Nokia’s share of the overall global cellphone market fell to 24.5 percent in September from 30.7 percent in December, according to International Data. On Thursday, when the company reported a €68 million loss for the third quarter, which was smaller than some investors had expected, Mr. Elop spoke of the “many important steps ahead in our journey of transformation.”
“With each step,” he continued, “you will see us methodically implement our strategy, pursuing steady improvement through a period that has known transition risks, while also dealing with the various unexpected ups and downs that typify the dynamic nature of the industry.”
For Mr. Elop, a former Microsoft executive who made the decision to enter the alliance, and for Nokia, the success or failure of the collaboration will be a defining event.
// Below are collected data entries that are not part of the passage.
//! PATH lookup helpers.
//!
//! Tools are resolved by walking PATH entries directly rather than shelling
//! out to `which`, whose behaviour varies across systems.

use std::path::{Path, PathBuf};

/// Check whether a file has executable permission bits set.
#[cfg(unix)]
pub fn is_executable(path: &Path) -> bool {
    use std::os::unix::fs::PermissionsExt;
    path.metadata()
        .map(|m| m.permissions().mode() & 0o111 != 0)
        .unwrap_or(false)
}

#[cfg(not(unix))]
pub fn is_executable(_path: &Path) -> bool {
    true
}

/// Resolve a tool's binary path by iterating over PATH entries.
///
/// Returns the first match that exists and is executable.
pub fn resolve_tool_path(tool: &str, path_entries: &[PathBuf]) -> Option<PathBuf> {
    if tool.contains('/') {
        let candidate = PathBuf::from(tool);
        return (candidate.is_file() && is_executable(&candidate)).then_some(candidate);
    }

    for dir in path_entries {
        let candidate = dir.join(tool);
        if candidate.is_file() && is_executable(&candidate) {
            return Some(candidate);
        }
    }
    None
}

/// Parse the system PATH environment variable into a list of directories.
///
/// `/usr/sbin` and `/sbin` are appended when missing; package tools such as
/// `odbcinst` are sometimes only installed there and non-root PATHs often
/// omit them.
pub fn parse_system_path() -> Vec<PathBuf> {
    let mut entries: Vec<PathBuf> = std::env::var_os("PATH")
        .map(|path| std::env::split_paths(&path).collect())
        .unwrap_or_default();

    for extra in ["/usr/local/bin", "/usr/bin", "/usr/sbin", "/sbin"] {
        let extra = PathBuf::from(extra);
        if !entries.contains(&extra) {
            entries.push(extra);
        }
    }
    entries
}
//! Recording UI for tests.
//!
//! # Example
//!
//! ```
//! use tether::ui::{Confirmation, MockUI, UserInterface};
//!
//! let mut ui = MockUI::new();
//! ui.set_confirm_response("terminate_foreign", true);
//!
//! let answer = ui
//!     .confirm(&Confirmation::new("terminate_foreign", "Terminate?"))
//!     .unwrap();
//! assert!(answer);
//! assert_eq!(ui.prompts_shown(), &["terminate_foreign".to_string()]);
//! ```

use std::collections::HashMap;

use crate::error::Result;

use super::{Confirmation, OutputMode, SpinnerHandle, UserInterface};

/// Captures everything shown and answers confirmations from a table.
///
/// Unconfigured confirmations answer "no".
#[derive(Debug, Default)]
pub struct MockUI {
    mode: OutputMode,
    interactive: bool,
    messages: Vec<String>,
    successes: Vec<String>,
    warnings: Vec<String>,
    errors: Vec<String>,
    headers: Vec<String>,
    hints: Vec<String>,
    json: Vec<String>,
    spinners: Vec<String>,
    confirm_responses: HashMap<String, bool>,
    prompts_shown: Vec<String>,
}

impl MockUI {
    pub fn new() -> Self {
        Self::default()
    }

    pub fn with_mode(mode: OutputMode) -> Self {
        Self {
            mode,
            ..Default::default()
        }
    }

    pub fn set_confirm_response(&mut self, key: &str, answer: bool) {
        self.confirm_responses.insert(key.to_string(), answer);
    }

    pub fn set_interactive(&mut self, interactive: bool) {
        self.interactive = interactive;
    }

    pub fn messages(&self) -> &[String] {
        &self.messages
    }

    pub fn successes(&self) -> &[String] {
        &self.successes
    }

    pub fn warnings(&self) -> &[String] {
        &self.warnings
    }

    pub fn errors(&self) -> &[String] {
        &self.errors
    }

    pub fn headers(&self) -> &[String] {
        &self.headers
    }

    pub fn hints(&self) -> &[String] {
        &self.hints
    }

    /// JSON documents emitted.
    pub fn json(&self) -> &[String] {
        &self.json
    }

    /// Spinner start messages plus their final lines.
    pub fn spinners(&self) -> &[String] {
        &self.spinners
    }

    /// Keys of confirmations asked.
    pub fn prompts_shown(&self) -> &[String] {
        &self.prompts_shown
    }

    pub fn has_message(&self, msg: &str) -> bool {
        self.messages.iter().any(|m| m.contains(msg))
    }

    pub fn has_success(&self, msg: &str) -> bool {
        self.successes.iter().any(|m| m.contains(msg))
    }

    pub fn has_warning(&self, msg: &str) -> bool {
        self.warnings.iter().any(|m| m.contains(msg))
    }

    pub fn has_error(&self, msg: &str) -> bool {
        self.errors.iter().any(|m| m.contains(msg))
    }

    pub fn has_hint(&self, msg: &str) -> bool {
        self.hints.iter().any(|m| m.contains(msg))
    }
}

impl UserInterface for MockUI {
    fn output_mode(&self) -> OutputMode {
        self.mode
    }

    fn message(&mut self, msg: &str) {
        self.messages.push(msg.to_string());
    }

    fn success(&mut self, msg: &str) {
        self.successes.push(msg.to_string());
    }

    fn warning(&mut self, msg: &str) {
        self.warnings.push(msg.to_string());
    }

    fn error(&mut self, msg: &str) {
        self.errors.push(msg.to_string());
    }

    fn confirm(&mut self, confirmation: &Confirmation) -> Result<bool> {
        self.prompts_shown.push(confirmation.key.clone());
        Ok(self
            .confirm_responses
            .get(&confirmation.key)
            .copied()
            .unwrap_or(false))
    }

    fn start_spinner(&mut self, message: &str) -> Box<dyn SpinnerHandle> {
        self.spinners.push(message.to_string());
        Box::new(MockSpinner::default())
    }

    fn show_header(&mut self, title: &str) {
        self.headers.push(title.to_string());
    }

    fn show_hint(&mut self, hint: &str) {
        self.hints.push(hint.to_string());
    }

    fn emit_json(&mut self, json: &str) {
        self.json.push(json.to_string());
    }

    fn is_interactive(&self) -> bool {
        self.interactive
    }
}

/// Spinner that remembers how it finished.
#[derive(Debug, Default)]
pub struct MockSpinner {
    pub message: String,
    pub finished: Option<String>,
}

impl SpinnerHandle for MockSpinner {
    fn set_message(&mut self, msg: &str) {
        self.message = msg.to_string();
    }

    fn finish_success(&mut self, msg: &str) {
        self.finished = Some(format!("success: {}", msg));
    }

    fn finish_error(&mut self, msg: &str) {
        self.finished = Some(format!("error: {}", msg));
    }

    fn finish_warning(&mut self, msg: &str) {
        self.finished = Some(format!("warning: {}", msg));
    }
}

#[cfg(test)]
mod tests {
    use super::*;

    #[test]
    fn captures_output() {
        let mut ui = MockUI::new();
        ui.message("hello");
        ui.success("done");
        ui.warning("careful");
        ui.error("broken");
        ui.show_hint("tether setup");
        ui.emit_json("{}");

        assert!(ui.has_message("hello"));
        assert!(ui.has_success("done"));
        assert!(ui.has_warning("careful"));
        assert!(ui.has_error("broken"));
        assert!(ui.has_hint("setup"));
        assert_eq!(ui.json(), &["{}".to_string()]);
    }

    #[test]
    fn unconfigured_confirm_is_no() {
        let mut ui = MockUI::new();
        let c = Confirmation::new("anything", "?");
        assert!(!ui.confirm(&c).unwrap());
        assert_eq!(ui.prompts_shown().len(), 1);
    }

    #[test]
    fn spinner_records_finish() {
        let mut spinner = MockSpinner::default();
        spinner.finish_warning("pending");
        assert_eq!(spinner.finished.as_deref(), Some("warning: pending"));
    }

    #[test]
    fn mode_and_interactivity() {
        let mut ui = MockUI::with_mode(OutputMode::Verbose);
        assert_eq!(ui.output_mode(), OutputMode::Verbose);
        assert!(!ui.is_interactive());
        ui.set_interactive(true);
        assert!(ui.is_interactive());
    }
}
Carolina Milanesi, an analyst in London with the technology research firm Gartner, said Mr. Elop so far appeared to be delivering on his promise to turn Nokia around. The company’s upgrades this year of Symbian, Symbian Belle and Symbian Anna were tangible improvements that showed Nokia could innovate on the fly.
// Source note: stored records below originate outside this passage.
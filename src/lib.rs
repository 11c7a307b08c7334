//! Tether - provision and supervise a single local Python web service.
//!
//! Tether checks host prerequisites, builds an isolated interpreter
//! environment, and keeps exactly one instance of the service running
//! on its configured port.
//!
//! # Modules
//!
//! - [`cli`] - Command-line interface and argument parsing
//! - [`config`] - Configuration loading, merging, and validation
//! - [`environment`] - Virtual environment creation and package install
//! - [`error`] - Error types and result aliases
//! - [`requirements`] - Prerequisite probing and install planning
//! - [`shell`] - Shell command execution
//! - [`supervisor`] - Service start, stop and status
//! - [`ui`] - Prompts, spinners, and terminal output
//!
//! # Example
//!
//! ```
//! use tether::environment::Manifest;
//!
//! let manifest = Manifest::parse("fastapi==0.110.0\n# dev\n--index-url https://pypi.org/simple\n");
//! assert_eq!(manifest.entries.len(), 1);
//! assert_eq!(manifest.entries[0].spec(), "fastapi==0.110.0");
//! ```

pub mod cli;
pub mod config;
pub mod environment;
pub mod error;
pub mod requirements;
pub mod shell;
pub mod supervisor;
pub mod ui;

pub use error::{Result, TetherError};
Nokia released the N9, considered its best smartphone to date and a product of the now-defunct alliance with Intel, to positive reviews. Sales of two new dual-SIM devices, the C2-03 and C2-06, helped Nokia lift sales of basic phones 8 percent in the third quarter.
Gartner is predicting that Nokia and Microsoft will succeed, gaining 20 percent share in the smartphone market by 2015. While that would still be below Nokia’s peak, it is a lot better than where it is now.
“I am not sure if success is a given,” Ms. Milanesi said. “Their major issue will remain brand and making both Nokia and Microsoft sexy enough for consumers.”
Nokia must succeed at the top and middle ends of the smartphone business to reclaim a leadership position, said Neil Mawston, an analyst at Strategy Analytics in Milton Keynes, England. Profit margins for top-end devices, like Apple’s iPhone, are about 36 percent, Mr. Mawston said. For midrange devices, the gains are much smaller, from 1 percent to 15 percent.
“The top end is where the biggest revenue and profit pools lie,” Mr. Mawston said. “The volume is at the low- and midtier.”
Mobile network operators are hoping that Nokia-Microsoft smartphones will sell well, because that will help them command lower prices from Apple and the makers of Google’s Android phones for their models, Mr. Mawston said.
“Apple’s iPhone is widely perceived among operators as being overpriced, but Apple is so popular that operators can’t reduce the price they pay for it by even a small amount,” he said.
Nokia is expected to introduce the first new Microsoft devices in places where it already has a relatively strong market share, like Western Europe. It hopes to build momentum and positive reviews and take the devices to the United States, the world’s largest smartphone market.